Lawford’s “Seven Self-Care Tools” with which to combat the Seven Toxic Compulsions vary widely in usefulness. The evidence is controversial for Tool 1, Cognitive Behavioral Therapy. Tool 2, 12-Step Programs, is controversial and not to everybody’s taste, but used as a free tool by many. Tool 3 is Mindfulness, which is basically another form of cognitive therapy, and Tool 4 is Meditation, which invokes a relaxation response and is generally recognized as safe. Tool 5, Nutrition and Exercise, is solid, but Tool 6, Body Work, is not. Treatments like acupuncture, Reichian therapy, and other forms of “body work” are not proven aids to addicts. Tool 7, Journaling, is up to you.
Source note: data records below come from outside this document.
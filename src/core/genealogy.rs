//! The genealogy of the sampled lineages.
//!
//! A `Genealogy` is a rooted tree stored as a node arena. Leaves come first and
//! occupy node ids `0..n_leaves`, one per sampled lineage in lineage id order.
//! Every node except the root has a parent with a time not larger than its own.
//! The edge above a node is identified with the node itself: mutations carry
//! the id of the node below the edge they occur on. The root edge starts at the
//! origin of the genealogy.

use serde::{Deserialize, Serialize};
use smallvec::SmallVec;

use super::lineage::LineageId;
use crate::encoding::Nucleotide;
use crate::errors::{Result, VgsimError};

pub type NodeId = usize;

#[derive(Debug, Clone, PartialEq)]
pub struct Node {
    pub parent: Option<NodeId>,
    pub children: SmallVec<[NodeId; 2]>,
    pub time: f64,
    pub population: usize,
    /// Sampled lineage of a leaf.
    pub label: Option<LineageId>,
}

impl Node {
    pub fn is_leaf(&self) -> bool {
        self.children.is_empty()
    }
}

#[derive(Debug, Clone, Copy, PartialEq, Serialize, Deserialize)]
pub struct Mutation {
    pub node: NodeId,
    pub site: usize,
    pub ancestral: Nucleotide,
    pub derived: Nucleotide,
    pub time: f64,
}

/// Array encoding of a genealogy.
///
/// `parents` holds the parent index of each node and `-1` for the root. The
/// first `labels.len()` nodes are the leaves.
#[derive(Debug, Clone, PartialEq, Serialize, Deserialize)]
pub struct FlatGenealogy {
    pub parents: Vec<i64>,
    pub times: Vec<f64>,
    pub populations: Vec<usize>,
    pub labels: Vec<LineageId>,
    pub mutations: Vec<Mutation>,
    pub origin: f64,
}

#[derive(Debug, Clone, PartialEq, Default)]
pub struct Genealogy {
    nodes: Vec<Node>,
    root: Option<NodeId>,
    n_leaves: usize,
    origin: f64,
    mutations: Vec<Mutation>,
}

impl Genealogy {
    pub fn empty() -> Self {
        Self::default()
    }

    pub(crate) fn from_parts(
        mut nodes: Vec<Node>,
        root: Option<NodeId>,
        n_leaves: usize,
        origin: f64,
    ) -> Self {
        for node in nodes.iter_mut() {
            node.children.sort_unstable();
        }
        Self {
            nodes,
            root,
            n_leaves,
            origin,
            mutations: Vec::new(),
        }
    }

    pub fn is_empty(&self) -> bool {
        self.nodes.is_empty()
    }

    pub fn len(&self) -> usize {
        self.nodes.len()
    }

    pub fn nodes(&self) -> &[Node] {
        &self.nodes
    }

    pub fn node(&self, id: NodeId) -> &Node {
        &self.nodes[id]
    }

    pub fn root(&self) -> Option<NodeId> {
        self.root
    }

    pub fn n_leaves(&self) -> usize {
        self.n_leaves
    }

    pub fn leaves(&self) -> std::ops::Range<NodeId> {
        0..self.n_leaves
    }

    pub fn origin(&self) -> f64 {
        self.origin
    }

    pub fn labels(&self) -> Vec<LineageId> {
        self.nodes[..self.n_leaves]
            .iter()
            .filter_map(|node| node.label)
            .collect()
    }

    pub fn mutations(&self) -> &[Mutation] {
        &self.mutations
    }

    pub(crate) fn set_mutations(&mut self, mutations: Vec<Mutation>) {
        self.mutations = mutations;
    }

    /// Time at which the edge above `id` starts.
    pub fn edge_start(&self, id: NodeId) -> f64 {
        match self.nodes[id].parent {
            Some(parent) => self.nodes[parent].time,
            None => self.origin,
        }
    }

    pub fn branch_length(&self, id: NodeId) -> f64 {
        self.nodes[id].time - self.edge_start(id)
    }

    /// Nodes in depth-first order with every parent before its children.
    pub fn preorder(&self) -> Vec<NodeId> {
        let mut order = Vec::with_capacity(self.nodes.len());
        let mut stack: Vec<NodeId> = self.root.into_iter().collect();
        while let Some(id) = stack.pop() {
            order.push(id);
            stack.extend(self.nodes[id].children.iter().rev());
        }
        order
    }

    /// Nodes with every child before its parent.
    pub fn postorder(&self) -> Vec<NodeId> {
        let mut order = self.preorder();
        order.reverse();
        order
    }

    /// Number of edges whose endpoints lie in different populations.
    pub fn cross_population_edges(&self) -> usize {
        self.nodes
            .iter()
            .filter(|node| {
                node.parent
                    .is_some_and(|parent| self.nodes[parent].population != node.population)
            })
            .count()
    }

    /// Newick representation with leaves labeled by their lineage id.
    pub fn to_newick(&self) -> String {
        let Some(root) = self.root else {
            return ";".to_string();
        };

        let mut subtrees: Vec<Option<String>> = vec![None; self.nodes.len()];
        for id in self.postorder() {
            let node = &self.nodes[id];
            let branch = self.branch_length(id);
            let subtree = if node.is_leaf() {
                let label = node.label.map(|l| l.to_string()).unwrap_or_default();
                format!("{label}:{branch}")
            } else {
                let descendants = node
                    .children
                    .iter()
                    .filter_map(|child| subtrees[*child].take())
                    .collect::<Vec<String>>()
                    .join(",");
                format!("({descendants}):{branch}")
            };
            subtrees[id] = Some(subtree);
        }

        let tree = subtrees[root].take().unwrap_or_default();
        format!("{tree};")
    }

    pub fn to_flat(&self) -> FlatGenealogy {
        FlatGenealogy {
            parents: self
                .nodes
                .iter()
                .map(|node| node.parent.map_or(-1, |parent| parent as i64))
                .collect(),
            times: self.nodes.iter().map(|node| node.time).collect(),
            populations: self.nodes.iter().map(|node| node.population).collect(),
            labels: self.labels(),
            mutations: self.mutations.clone(),
            origin: self.origin,
        }
    }

    /// Rebuild a genealogy from its flat encoding.
    ///
    /// Fails if the encoding does not describe a single rooted tree whose leaves
    /// are exactly the labeled prefix of the nodes.
    pub fn from_flat(flat: &FlatGenealogy) -> Result<Self> {
        let n = flat.parents.len();
        if flat.times.len() != n || flat.populations.len() != n || flat.labels.len() > n {
            return Err(inconsistent("node arrays differ in length"));
        }
        if n == 0 {
            return Ok(Self {
                origin: flat.origin,
                ..Self::default()
            });
        }

        let mut nodes: Vec<Node> = (0..n)
            .map(|id| Node {
                parent: None,
                children: SmallVec::new(),
                time: flat.times[id],
                population: flat.populations[id],
                label: flat.labels.get(id).copied(),
            })
            .collect();

        let mut root = None;
        for (id, &parent) in flat.parents.iter().enumerate() {
            if parent == -1 {
                if root.replace(id).is_some() {
                    return Err(inconsistent("more than one root"));
                }
                continue;
            }
            let parent = usize::try_from(parent)
                .ok()
                .filter(|parent| *parent < n && *parent != id)
                .ok_or_else(|| inconsistent(&format!("invalid parent {parent} of node {id}")))?;
            if flat.times[parent] > flat.times[id] {
                return Err(inconsistent(&format!("node {id} is older than its parent")));
            }
            nodes[id].parent = Some(parent);
            nodes[parent].children.push(id);
        }
        let root = root.ok_or_else(|| inconsistent("no root"))?;

        let genealogy = Self {
            nodes,
            root: Some(root),
            n_leaves: flat.labels.len(),
            origin: flat.origin,
            mutations: flat.mutations.clone(),
        };

        // a cycle detaches its nodes from the root
        if genealogy.preorder().len() != n {
            return Err(inconsistent("nodes unreachable from the root"));
        }
        for (id, node) in genealogy.nodes.iter().enumerate() {
            if node.is_leaf() != (id < genealogy.n_leaves) {
                return Err(inconsistent(&format!(
                    "leaves must be the first {} nodes",
                    genealogy.n_leaves
                )));
            }
        }
        if let Some(mutation) = genealogy.mutations.iter().find(|m| m.node >= n) {
            return Err(inconsistent(&format!(
                "mutation on unknown node {}",
                mutation.node
            )));
        }
        Ok(genealogy)
    }
}

fn inconsistent(message: &str) -> VgsimError {
    VgsimError::TreeConsistencyError(format!("Invalid flat genealogy: {message}"))
}
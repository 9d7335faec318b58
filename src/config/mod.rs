//! Configuration data structures for simulation setups.

mod matrix;
mod populations;
mod rates;
mod settings;
mod susceptibility;

pub use matrix::SquareMatrix;
pub use populations::{DEFAULT_POPULATION_SIZE, LockdownConfig, PopulationConfig, PopulationModel};
pub use rates::{MutationModel, RateModel, Rates};
pub use settings::{DEFAULT_FRACTION_BINS, Settings, SettingsError};
pub use susceptibility::{SusceptibilityClass, SusceptibilityModel};
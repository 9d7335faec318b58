//! This module contains the Ancestry arena and the genealogy reconstruction.
//!
//! The Ancestry replays an event log into one record per lineage, indexed by
//! lineage id. From these records the genealogy of the sampled lineages is
//! reconstructed: every lineage that has sampled descendants contributes one
//! coalescence node per kept child, placed at the birth time of that child.

use smallvec::SmallVec;

use super::events::{EventKind, EventLog};
use super::genealogy::{Genealogy, Node, NodeId};
use super::lineage::{Fate, Lineage, LineageId};
use crate::errors::{Result, VgsimError};

#[derive(Debug, Clone, Default)]
pub struct Ancestry {
    lineages: Vec<Lineage>,
    founders: Vec<LineageId>,
    offspring: Vec<Vec<LineageId>>,
}

impl Ancestry {
    /// Replay an event log into the lineage arena.
    ///
    /// Fails if an event refers to an unknown or terminated lineage, if a new
    /// lineage does not receive the next free id or if time runs backwards.
    pub fn from_log(log: &EventLog) -> Result<Self> {
        let mut ancestry = Self::default();

        for founder in log.founders() {
            ancestry.check_next_id(founder.lineage)?;
            ancestry.lineages.push(Lineage::founder(
                founder.lineage,
                founder.population,
                founder.class,
                0.,
            ));
            ancestry.offspring.push(Vec::new());
            ancestry.founders.push(founder.lineage);
        }

        let mut last_time = 0.;
        for event in log.iter() {
            if event.time < last_time {
                return Err(VgsimError::TreeConsistencyError(format!(
                    "{event} happens before the previous event at {last_time}"
                )));
            }
            last_time = event.time;

            match event.kind {
                EventKind::Birth {
                    parent,
                    child,
                    class,
                } => {
                    let population = ancestry.alive(parent)?.population;
                    ancestry.add_child(parent, child, population, class, event.time)?;
                }
                EventKind::Migration {
                    parent,
                    child,
                    target,
                    class,
                } => {
                    ancestry.alive(parent)?;
                    ancestry.add_child(parent, child, target, class, event.time)?;
                }
                EventKind::Death { lineage } => {
                    ancestry.alive(lineage)?;
                    ancestry.lineages[lineage.index()].terminate(event.time, Fate::Died);
                }
                EventKind::Sampling { lineage } => {
                    ancestry.alive(lineage)?;
                    ancestry.lineages[lineage.index()].terminate(event.time, Fate::Sampled);
                }
                EventKind::SusceptibilityTransition { lineage, class } => {
                    ancestry.alive(lineage)?;
                    ancestry.lineages[lineage.index()].class = class;
                }
            }
        }

        Ok(ancestry)
    }

    pub fn lineages(&self) -> &[Lineage] {
        &self.lineages
    }

    pub fn lineage(&self, id: LineageId) -> Option<&Lineage> {
        self.lineages.get(id.index())
    }

    pub fn founders(&self) -> &[LineageId] {
        &self.founders
    }

    pub fn len(&self) -> usize {
        self.lineages.len()
    }

    pub fn is_empty(&self) -> bool {
        self.lineages.is_empty()
    }

    pub fn sampled(&self) -> Vec<LineageId> {
        self.lineages
            .iter()
            .filter(|lineage| lineage.is_sampled())
            .map(|lineage| lineage.id)
            .collect()
    }

    /// Flag every lineage that is sampled or has a sampled descendant.
    pub fn relevant(&self) -> Vec<bool> {
        let mut relevant = vec![false; self.lineages.len()];
        // children always have larger ids than their parents
        for lineage in self.lineages.iter().rev() {
            if lineage.is_sampled() {
                relevant[lineage.id.index()] = true;
            }
            if relevant[lineage.id.index()] {
                if let Some(parent) = lineage.parent {
                    relevant[parent.index()] = true;
                }
            }
        }
        relevant
    }

    /// Reconstruct the genealogy of all sampled lineages.
    ///
    /// The genealogy has no mutations yet. If more than one founder has sampled
    /// descendants, their subtrees are joined by a root at time zero.
    pub fn build_genealogy(&self) -> Genealogy {
        let relevant = self.relevant();
        let mut nodes: Vec<Node> = Vec::new();
        let mut top: Vec<Option<NodeId>> = vec![None; self.lineages.len()];

        for lineage in self.lineages.iter().filter(|lineage| lineage.is_sampled()) {
            top[lineage.id.index()] = Some(nodes.len());
            nodes.push(Node {
                parent: None,
                children: SmallVec::new(),
                time: lineage.end_time.unwrap_or(lineage.birth_time),
                population: lineage.population,
                label: Some(lineage.id),
            });
        }
        let n_leaves = nodes.len();
        if n_leaves == 0 {
            return Genealogy::empty();
        }

        for lineage in self.lineages.iter().rev() {
            let id = lineage.id.index();
            if !relevant[id] {
                continue;
            }
            let mut current = top[id];
            for child in self.offspring[id].iter().rev() {
                let Some(child_top) = top[child.index()] else {
                    continue;
                };
                current = match current {
                    None => Some(child_top),
                    Some(below) => Some(join(
                        &mut nodes,
                        [below, child_top],
                        self.lineages[child.index()].birth_time,
                        lineage.population,
                    )),
                };
            }
            top[id] = current;
        }

        let tops: Vec<(NodeId, usize)> = self
            .founders
            .iter()
            .filter_map(|founder| {
                let population = self.lineages[founder.index()].population;
                top[founder.index()].map(|node| (node, population))
            })
            .collect();

        let root = match tops.as_slice() {
            [(node, _)] => *node,
            [(_, population), ..] => {
                let population = *population;
                let root = nodes.len();
                nodes.push(Node {
                    parent: None,
                    children: tops.iter().map(|(node, _)| *node).collect(),
                    time: 0.,
                    population,
                    label: None,
                });
                for (node, _) in tops.iter() {
                    nodes[*node].parent = Some(root);
                }
                root
            }
            [] => unreachable!("sampled lineages descend from a founder"),
        };

        log::debug!(
            "Reconstructed genealogy with {} leaves and {} nodes",
            n_leaves,
            nodes.len()
        );
        Genealogy::from_parts(nodes, Some(root), n_leaves, 0.)
    }

    fn check_next_id(&self, id: LineageId) -> Result<()> {
        if id.index() != self.lineages.len() {
            return Err(VgsimError::TreeConsistencyError(format!(
                "Lineage {id} created out of sequence, expected id {}",
                self.lineages.len()
            )));
        }
        Ok(())
    }

    fn alive(&self, id: LineageId) -> Result<&Lineage> {
        match self.lineages.get(id.index()) {
            Some(lineage) if lineage.is_alive() => Ok(lineage),
            Some(_) => Err(VgsimError::TreeConsistencyError(format!(
                "Lineage {id} is referenced after it was terminated"
            ))),
            None => Err(VgsimError::TreeConsistencyError(format!(
                "Lineage {id} is referenced before it was created"
            ))),
        }
    }

    fn add_child(
        &mut self,
        parent: LineageId,
        child: LineageId,
        population: usize,
        class: usize,
        time: f64,
    ) -> Result<()> {
        self.check_next_id(child)?;
        self.lineages
            .push(Lineage::descendant(child, parent, population, class, time));
        self.offspring.push(Vec::new());
        self.offspring[parent.index()].push(child);
        Ok(())
    }
}

fn join(nodes: &mut Vec<Node>, children: [NodeId; 2], time: f64, population: usize) -> NodeId {
    let id = nodes.len();
    for child in children {
        nodes[child].parent = Some(id);
    }
    nodes.push(Node {
        parent: None,
        children: SmallVec::from_buf(children),
        time,
        population,
        label: None,
    });
    id
}

#[cfg(test)]
mod tests {
    use super::*;
    use crate::core::events::{Event, Founder};

    fn founder(id: usize, population: usize) -> Founder {
        Founder {
            lineage: LineageId(id),
            population,
            class: 0,
        }
    }

    fn birth(time: f64, parent: usize, child: usize) -> Event {
        Event {
            time,
            kind: EventKind::Birth {
                parent: LineageId(parent),
                child: LineageId(child),
                class: 0,
            },
        }
    }

    fn sampling(time: f64, lineage: usize) -> Event {
        Event {
            time,
            kind: EventKind::Sampling {
                lineage: LineageId(lineage),
            },
        }
    }

    fn death(time: f64, lineage: usize) -> Event {
        Event {
            time,
            kind: EventKind::Death {
                lineage: LineageId(lineage),
            },
        }
    }

    #[test]
    fn reconstruct_tree() {
        // 0 infects 1 at 0.5 and 2 at 1.0, 1 infects 3 at 1.5, 2 dies
        let log = EventLog::from_events(
            vec![founder(0, 0)],
            vec![
                birth(0.5, 0, 1),
                birth(1.0, 0, 2),
                birth(1.5, 1, 3),
                death(2.0, 2),
                sampling(2.5, 3),
                sampling(3.0, 1),
                sampling(4.0, 0),
            ],
        );
        let ancestry = Ancestry::from_log(&log).unwrap();
        assert_eq!(ancestry.relevant(), vec![true, true, false, true]);

        let genealogy = ancestry.build_genealogy();
        assert_eq!(genealogy.n_leaves(), 3);
        assert_eq!(
            genealogy.labels(),
            vec![LineageId(0), LineageId(1), LineageId(3)]
        );
        // a coalescence at 1.5 on lineage 1 and one at 0.5 on lineage 0
        assert_eq!(genealogy.len(), 5);
        assert_eq!(
            genealogy.to_newick(),
            "(0:3.5,(1:1.5,3:1):1):0.5;"
        );
    }

    #[test]
    fn single_sample() {
        let log = EventLog::from_events(
            vec![founder(0, 0)],
            vec![birth(0.5, 0, 1), death(1.0, 0), sampling(2.0, 1)],
        );
        let genealogy = Ancestry::from_log(&log).unwrap().build_genealogy();
        assert_eq!(genealogy.len(), 1);
        assert_eq!(genealogy.to_newick(), "1:2;");
    }

    #[test]
    fn no_samples() {
        let log = EventLog::from_events(vec![founder(0, 0)], vec![death(1.0, 0)]);
        let genealogy = Ancestry::from_log(&log).unwrap().build_genealogy();
        assert!(genealogy.is_empty());
        assert_eq!(genealogy.to_newick(), ";");
    }

    #[test]
    fn founders_joined_at_origin() {
        let log = EventLog::from_events(
            vec![founder(0, 1), founder(1, 0)],
            vec![sampling(1.0, 1), sampling(2.0, 0)],
        );
        let genealogy = Ancestry::from_log(&log).unwrap().build_genealogy();
        let root = genealogy.root().unwrap();
        assert_eq!(genealogy.node(root).time, 0.);
        assert_eq!(genealogy.node(root).population, 1);
        assert_eq!(genealogy.to_newick(), "(0:2,1:1):0;");
    }

    #[test]
    fn inconsistent_logs() {
        let dead_parent = EventLog::from_events(
            vec![founder(0, 0)],
            vec![death(1.0, 0), birth(2.0, 0, 1)],
        );
        assert!(matches!(
            Ancestry::from_log(&dead_parent),
            Err(VgsimError::TreeConsistencyError(_))
        ));

        let unknown = EventLog::from_events(vec![founder(0, 0)], vec![sampling(1.0, 4)]);
        assert!(Ancestry::from_log(&unknown).is_err());

        let skipped_id =
            EventLog::from_events(vec![founder(0, 0)], vec![birth(1.0, 0, 2)]);
        assert!(Ancestry::from_log(&skipped_id).is_err());

        let backwards = EventLog::from_events(
            vec![founder(0, 0)],
            vec![birth(1.0, 0, 1), sampling(0.5, 1)],
        );
        assert!(Ancestry::from_log(&backwards).is_err());
    }

    #[test]
    fn migration_sets_population() {
        let log = EventLog::from_events(
            vec![founder(0, 0)],
            vec![
                Event {
                    time: 1.0,
                    kind: EventKind::Migration {
                        parent: LineageId(0),
                        child: LineageId(1),
                        target: 1,
                        class: 0,
                    },
                },
                sampling(2.0, 1),
                sampling(3.0, 0),
            ],
        );
        let genealogy = Ancestry::from_log(&log).unwrap().build_genealogy();
        assert_eq!(genealogy.node(1).population, 1);
        assert_eq!(genealogy.cross_population_edges(), 1);
    }
}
One of the more useful lists is NIDA director Nora Volkow’s “four biggest addiction myths."

First: “The notion that addiction is the result of a personal choice, a sign of a character flaw, or moral weakness.”

Second: “In order for treatment to be effective, a person must hit ‘rock bottom.’”

Third: “The fact that addicted individuals often and repeatedly fail in their efforts to remain abstinent for a significant period of time demonstrates that addiction treatment doesn’t work.”

Fourth: “The brain is a static, fully formed entity, at least in adults.”

Finally, Lawford puts a strong emphasis on an important but rarely emphasized treatment modality: brief intervention. Why? Because traditional, confrontational interventions don’t work. The associate director of a UCLA substance abuse program tells Lawford: “I haven’t had a drink now in 25 years, and this doctor did it without beating me over the head with a big book, without chastising me, or doing an intervention. What he did was a brief intervention. Health professionals who give clear information and feedback about risks and about possible benefits can make a huge difference. A brief intervention might not work the first time. It might take a couple of visits. But we need more doctors who know what the symptoms of alcohol dependence are and know what questions to ask.”

If your knowledge of addiction is limited, this is a reasonable, middle-of-the-road starting point for a general audience.